Clinical Implications
Our findings have implications for interventions aimed at improving quality of life for financially strained patients with cancer. At the policy level, these findings suggest the importance of mitigating the financial burden of cancer, perhaps by expanding access to quality and affordable health insurance, improving family and medical leave policies, or otherwise strengthening the social safety net in the U.S. Although policy-level changes could have a broad impact, they are potentially the most controversial and difficult to achieve [16, 35]. Healthcare systems, especially those serving low-income populations, can take smaller steps such as providing free transportation, legal services, or financial counselors [36-38]. As well, they could expand programs designed to improve quality of life [16] through expanded access to multidisciplinary palliative care teams and supportive care services. [39, 40].
In conclusion, the present investigation showed that financially strained women with breast cancer experienced worse emotional and physical quality of life. Findings suggest the importance of interventions to reduce the financial burden of cancer and improve quality of life.
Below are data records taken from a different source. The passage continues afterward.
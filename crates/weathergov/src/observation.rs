//! Typed view over the `properties` object of an observation response.
//!
//! Measurements are `{"unitCode": ..., "value": ...}` objects in SI units
//! (°C, km/h, Pa, m, %). Any of them may be missing or carry a null value,
//! which decodes to `None` rather than failing.

use chrono::{DateTime, FixedOffset};
use serde::Deserialize;
use serde_json::Value;

use crate::error::UpdateError;

/// A single quantitative value.
#[derive(Debug, Clone, Default, Deserialize)]
pub struct Measurement {
    #[serde(default)]
    pub value: Option<f64>,
}

/// Measurements read from an observation.
#[derive(Debug, Clone, Copy, PartialEq, Eq)]
pub enum Field {
    Temperature,
    Dewpoint,
    WindDirection,
    WindSpeed,
    WindGust,
    BarometricPressure,
    Visibility,
    HeatIndex,
    RelativeHumidity,
}

impl Field {
    /// Key of the measurement inside `properties`.
    pub fn key(self) -> &'static str {
        match self {
            Field::Temperature => "temperature",
            Field::Dewpoint => "dewpoint",
            Field::WindDirection => "windDirection",
            Field::WindSpeed => "windSpeed",
            Field::WindGust => "windGust",
            Field::BarometricPressure => "barometricPressure",
            Field::Visibility => "visibility",
            Field::HeatIndex => "heatIndex",
            Field::RelativeHumidity => "relativeHumidity",
        }
    }
}

/// The latest observation for a station.
#[derive(Debug, Clone, Default, Deserialize)]
#[serde(rename_all = "camelCase")]
pub struct Observation {
    #[serde(default)]
    pub timestamp: Option<String>,
    #[serde(default)]
    pub text_description: Option<String>,
    #[serde(default)]
    pub temperature: Option<Measurement>,
    #[serde(default)]
    pub dewpoint: Option<Measurement>,
    #[serde(default)]
    pub wind_direction: Option<Measurement>,
    #[serde(default)]
    pub wind_speed: Option<Measurement>,
    #[serde(default)]
    pub wind_gust: Option<Measurement>,
    #[serde(default)]
    pub barometric_pressure: Option<Measurement>,
    #[serde(default)]
    pub visibility: Option<Measurement>,
    #[serde(default)]
    pub heat_index: Option<Measurement>,
    #[serde(default)]
    pub relative_humidity: Option<Measurement>,
}

impl Observation {
    /// Extract the observation from a decoded response document.
    pub fn from_response(response: &Value) -> Result<Self, UpdateError> {
        let properties = response.get("properties").ok_or_else(|| {
            UpdateError::Schema("response has no 'properties' object".to_string())
        })?;

        Self::deserialize(properties)
            .map_err(|e| UpdateError::Schema(format!("malformed 'properties': {}", e)))
    }

    /// Value of a measurement, `None` when missing or null.
    pub fn value(&self, field: Field) -> Option<f64> {
        let measurement = match field {
            Field::Temperature => &self.temperature,
            Field::Dewpoint => &self.dewpoint,
            Field::WindDirection => &self.wind_direction,
            Field::WindSpeed => &self.wind_speed,
            Field::WindGust => &self.wind_gust,
            Field::BarometricPressure => &self.barometric_pressure,
            Field::Visibility => &self.visibility,
            Field::HeatIndex => &self.heat_index,
            Field::RelativeHumidity => &self.relative_humidity,
        };
        measurement.as_ref().and_then(|m| m.value)
    }

    /// Value of a measurement that the output cannot do without.
    pub fn require(&self, field: Field) -> Result<f64, UpdateError> {
        self.value(field)
            .ok_or_else(|| UpdateError::Schema(format!("'{}' has no value", field.key())))
    }

    /// Observation time, `None` when absent or not ISO-8601.
    pub fn observed_at(&self) -> Option<DateTime<FixedOffset>> {
        let timestamp = self.timestamp.as_deref()?;
        DateTime::parse_from_rfc3339(timestamp).ok()
    }
}

#[cfg(test)]
mod tests {
    use super::*;
    use serde_json::json;

    #[test]
    fn test_missing_properties() {
        let err = Observation::from_response(&json!({"type": "Feature"})).unwrap_err();
        assert!(matches!(err, UpdateError::Schema(_)));
    }

    #[test]
    fn test_properties_wrong_shape() {
        let err = Observation::from_response(&json!({"properties": null})).unwrap_err();
        assert!(matches!(err, UpdateError::Schema(_)));

        let err = Observation::from_response(&json!({
            "properties": {"temperature": {"value": "warm"}}
        }))
        .unwrap_err();
        assert!(matches!(err, UpdateError::Schema(_)));
    }

    #[test]
    fn test_missing_and_null_values() {
        let obs = Observation::from_response(&json!({
            "properties": {
                "temperature": {"unitCode": "wmoUnit:degC", "value": 21.7},
                "windGust": {"unitCode": "wmoUnit:km_h-1", "value": null},
                "heatIndex": null,
                "visibility": {"unitCode": "wmoUnit:m"}
            }
        }))
        .unwrap();

        assert_eq!(obs.value(Field::Temperature), Some(21.7));
        assert_eq!(obs.value(Field::WindGust), None);
        assert_eq!(obs.value(Field::HeatIndex), None);
        assert_eq!(obs.value(Field::Visibility), None);
        assert_eq!(obs.value(Field::Dewpoint), None);
    }

    #[test]
    fn test_require_names_field() {
        let obs = Observation::default();
        match obs.require(Field::BarometricPressure) {
            Err(UpdateError::Schema(msg)) => assert!(msg.contains("barometricPressure")),
            other => panic!("expected Schema error, got {:?}", other),
        }
    }

    #[test]
    fn test_integer_values() {
        let obs = Observation::from_response(&json!({
            "properties": {"relativeHumidity": {"value": 65}}
        }))
        .unwrap();
        assert_eq!(obs.value(Field::RelativeHumidity), Some(65.0));
    }

    #[test]
    fn test_observed_at() {
        let obs = Observation {
            timestamp: Some("2024-07-04T14:51:00+00:00".into()),
            ..Observation::default()
        };
        let at = obs.observed_at().unwrap();
        assert_eq!(at.to_rfc3339(), "2024-07-04T14:51:00+00:00");

        let bad = Observation {
            timestamp: Some("yesterday".into()),
            ..Observation::default()
        };
        assert_eq!(bad.observed_at(), None);
        assert_eq!(Observation::default().observed_at(), None);
    }
}
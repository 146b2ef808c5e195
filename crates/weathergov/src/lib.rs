//! Current conditions from api.weather.gov for status bars.
//!
//! Each update cycle fetches the latest observation for one station,
//! converts it to the configured unit system and writes the result into an
//! [`OutputRecord`] of display strings. Failed cycles set the configured
//! error marker and keep the last good values.
//!
//! ```rust,ignore
//! let config = Config::parse("station_code: KNYC\nunits: imperial")?;
//! let mut weather = WeatherGov::new(config, HttpFetcher::new()?);
//! weather.check_weather().await.ok();
//! println!("{}{}", weather.record().current_temp, weather.record().temp_unit);
//! ```

pub mod config;
pub mod convert;
pub mod error;
pub mod fetcher;
pub mod observation;
pub mod record;
pub mod updater;

pub use config::{Config, ConfigError, Units};
pub use error::{ErrorKind, UpdateError};
pub use fetcher::{Fetch, FetchError, HttpFetcher};
pub use observation::{Field, Observation};
pub use record::OutputRecord;
pub use updater::{normalize, WeatherGov};
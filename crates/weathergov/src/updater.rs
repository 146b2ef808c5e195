//! Fetch-and-normalize cycle for a single weather.gov station.

use std::time::Duration;
use tokio::sync::watch;
use tokio::time::MissedTickBehavior;

use crate::config::{Config, ConfigError, Units};
use crate::convert::{
    compass_direction, display_float, display_int, round_half_even, round_to, to_fahrenheit,
    HIGH_LOW_UNAVAILABLE,
};
use crate::error::UpdateError;
use crate::fetcher::Fetch;
use crate::observation::{Field, Observation};
use crate::record::OutputRecord;

/// km/h per mph.
const KPH_PER_MPH: f64 = 1.609;
/// Pa per inHg.
const PA_PER_INHG: f64 = 3386.0;
/// Pa per hPa (millibar).
const PA_PER_HPA: f64 = 100.0;
/// Metres per mile.
const M_PER_MILE: f64 = 1609.0;
/// Metres per kilometre.
const M_PER_KM: f64 = 1000.0;

/// Keeps the display record for one station up to date.
///
/// Each call to [`WeatherGov::check_weather`] runs one complete cycle. The
/// caller must not run cycles concurrently against the same updater; the
/// `&mut self` receiver enforces that.
pub struct WeatherGov<F: Fetch> {
    config: Config,
    url: Option<String>,
    fetcher: F,
    record: OutputRecord,
}

impl<F: Fetch> WeatherGov<F> {
    /// Create an updater. The request URL is built here, once.
    pub fn new(config: Config, fetcher: F) -> Self {
        let url = config.observation_url();
        Self {
            config,
            url,
            fetcher,
            record: OutputRecord::default(),
        }
    }

    /// The configuration this updater was built from.
    pub fn config(&self) -> &Config {
        &self.config
    }

    /// The request URL, if a station code was configured.
    pub fn url(&self) -> Option<&str> {
        self.url.as_deref()
    }

    /// The current display record.
    pub fn record(&self) -> &OutputRecord {
        &self.record
    }

    /// Fetch the latest observation and update the record.
    ///
    /// On failure the error marker is set, the previous values are left in
    /// place, and the error is returned for inspection. Nothing is retried.
    pub async fn check_weather(&mut self) -> Result<(), UpdateError> {
        match self.cycle().await {
            Ok(reading) => {
                self.record.apply(reading);
                Ok(())
            }
            Err(e) => {
                log_failure(&e);
                self.record.mark_error(&self.config.update_error);
                Err(e)
            }
        }
    }

    /// Run a cycle every `period` until `shutdown` fires, handing the record
    /// to `publish` after each cycle.
    ///
    /// Shutdown also interrupts a cycle that is still waiting on the network.
    /// Ticks missed during a slow cycle are delayed, not burst.
    pub async fn run(
        &mut self,
        period: Duration,
        mut shutdown: watch::Receiver<()>,
        mut publish: impl FnMut(&OutputRecord),
    ) {
        let mut interval = tokio::time::interval(period);
        interval.set_missed_tick_behavior(MissedTickBehavior::Delay);

        loop {
            // First tick fires immediately, so the record is filled at startup.
            tokio::select! {
                _ = interval.tick() => {}
                _ = shutdown.changed() => {
                    log::info!("Shutdown signal received, exiting");
                    return;
                }
            }

            tokio::select! {
                result = self.check_weather() => {
                    if let Err(e) = result {
                        log::debug!("Update failed ({:?}): {}", e.kind(), e);
                    }
                    publish(&self.record);
                }
                _ = shutdown.changed() => {
                    log::info!("Shutdown signal received during update, exiting");
                    return;
                }
            }
        }
    }

    async fn cycle(&self) -> Result<OutputRecord, UpdateError> {
        let units = self.config.units()?;
        let url = self.url.as_deref().ok_or(ConfigError::MissingStation)?;

        let response = self.fetcher.fetch(url).await?;
        let observation = Observation::from_response(&response)?;

        normalize(&observation, units)
    }
}

/// Convert an observation into display values for the given unit system.
///
/// The returned record has an empty `update_error`.
pub fn normalize(observation: &Observation, units: Units) -> Result<OutputRecord, UpdateError> {
    let observation_time = observation
        .observed_at()
        .map(|t| t.format("%Y-%m-%d %H:%M:%S%:z").to_string())
        .unwrap_or_default();

    let heat_index = observation.require(Field::HeatIndex)?;
    let wind_deg = observation.require(Field::WindDirection)?;
    let wind_speed = observation.require(Field::WindSpeed)?;
    let wind_gust = observation.value(Field::WindGust);
    let pressure = observation.require(Field::BarometricPressure)?;
    let visibility = observation.require(Field::Visibility)?;
    let humidity = observation.require(Field::RelativeHumidity)?;

    let wind_direction = compass_direction(finite("windDirection", wind_deg)?);

    // Metric temperatures pass through untouched, so only imperial needs them.
    let (current_temp, high_temp, low_temp, dewpoint) = match units {
        Units::Imperial => {
            let fahrenheit = |field: Field| -> Result<String, UpdateError> {
                let value = to_fahrenheit(observation.require(field)?);
                Ok(display_float(finite(field.key(), value)?))
            };
            let extreme = display_float(to_fahrenheit(HIGH_LOW_UNAVAILABLE));
            (
                fahrenheit(Field::Temperature)?,
                extreme.clone(),
                extreme,
                fahrenheit(Field::Dewpoint)?,
            )
        }
        Units::Metric => {
            let celsius = |field: Field| {
                observation
                    .value(field)
                    .map(display_float)
                    .unwrap_or_default()
            };
            let extreme = display_int(HIGH_LOW_UNAVAILABLE);
            (
                celsius(Field::Temperature),
                extreme.clone(),
                extreme,
                celsius(Field::Dewpoint),
            )
        }
    };

    let (heat_index, wind_speed, wind_gust, pressure, visibility) = match units {
        Units::Imperial => (
            to_fahrenheit(heat_index),
            round_half_even(wind_speed / KPH_PER_MPH),
            wind_gust.map(|g| round_half_even(g / KPH_PER_MPH)),
            round_half_even(pressure / PA_PER_INHG),
            round_half_even(visibility / M_PER_MILE),
        ),
        Units::Metric => (
            round_to(heat_index, 1),
            round_half_even(wind_speed),
            wind_gust.map(round_half_even),
            round_half_even(pressure / PA_PER_HPA),
            round_half_even(visibility / M_PER_KM),
        ),
    };

    Ok(OutputRecord {
        text_description: observation.text_description.clone().unwrap_or_default(),
        observation_time,
        current_temp,
        high_temp,
        low_temp,
        dewpoint,
        temp_unit: units.temperature().to_string(),
        wind_direction: wind_direction.to_string(),
        wind_speed: whole("windSpeed", wind_speed)?,
        wind_gust: match wind_gust {
            Some(gust) => whole("windGust", gust)?,
            None => String::new(),
        },
        wind_unit: units.wind().to_string(),
        pressure: whole("barometricPressure", pressure)?,
        pressure_unit: units.pressure().to_string(),
        visibility: whole("visibility", visibility)?,
        visibility_unit: units.visibility().to_string(),
        humidity: format!("{}%", whole("relativeHumidity", round_half_even(humidity))?),
        heat_index: display_float(finite("heatIndex", heat_index)?),
        update_error: String::new(),
    })
}

/// Reject values that overflowed during conversion.
fn finite(name: &str, value: f64) -> Result<f64, UpdateError> {
    if value.is_finite() {
        Ok(value)
    } else {
        Err(UpdateError::Unhandled(format!(
            "'{}' is not a finite number after conversion",
            name
        )))
    }
}

/// Render a rounded value as an integer, rejecting values an `i64` cannot hold.
fn whole(name: &str, value: f64) -> Result<String, UpdateError> {
    let value = finite(name, value)?;
    if value < i64::MIN as f64 || value >= i64::MAX as f64 {
        return Err(UpdateError::Unhandled(format!(
            "'{}' is out of range after conversion",
            name
        )));
    }
    Ok(display_int(value))
}

fn log_failure(error: &UpdateError) {
    match error {
        UpdateError::Config(ConfigError::InvalidUnits(_)) => log::error!(
            "{}! See the documentation for more information.",
            error
        ),
        UpdateError::Config(_) => log::error!(
            "A station_code is required to check weather.gov. See the \
             documentation for more information."
        ),
        UpdateError::Fetch(_) => log::error!(
            "Failed to read weather data from page ({}). Run module with debug \
             logging to get more information.",
            error
        ),
        UpdateError::Schema(_) => log::error!(
            "Failed to retrieve current conditions from API response ({}). Run \
             module with debug logging to get more information.",
            error
        ),
        UpdateError::Unhandled(_) => log::error!(
            "Uncaught error occurred while checking weather: {:?}",
            error
        ),
    }
}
Disclosures and Acknowledgements
The authors have no conflicts of interest to disclose. This work was supported by the Leonard F. Salzman Research Award, the National Institute of Mental Health (T32MH018911), the National Institute of General Medical Sciences (U54GM104940), the National Cancer Institute (R01CA168387), the National Institute of Minority Health and Human Development (U54MD007595), and the Louisiana Board of Regents.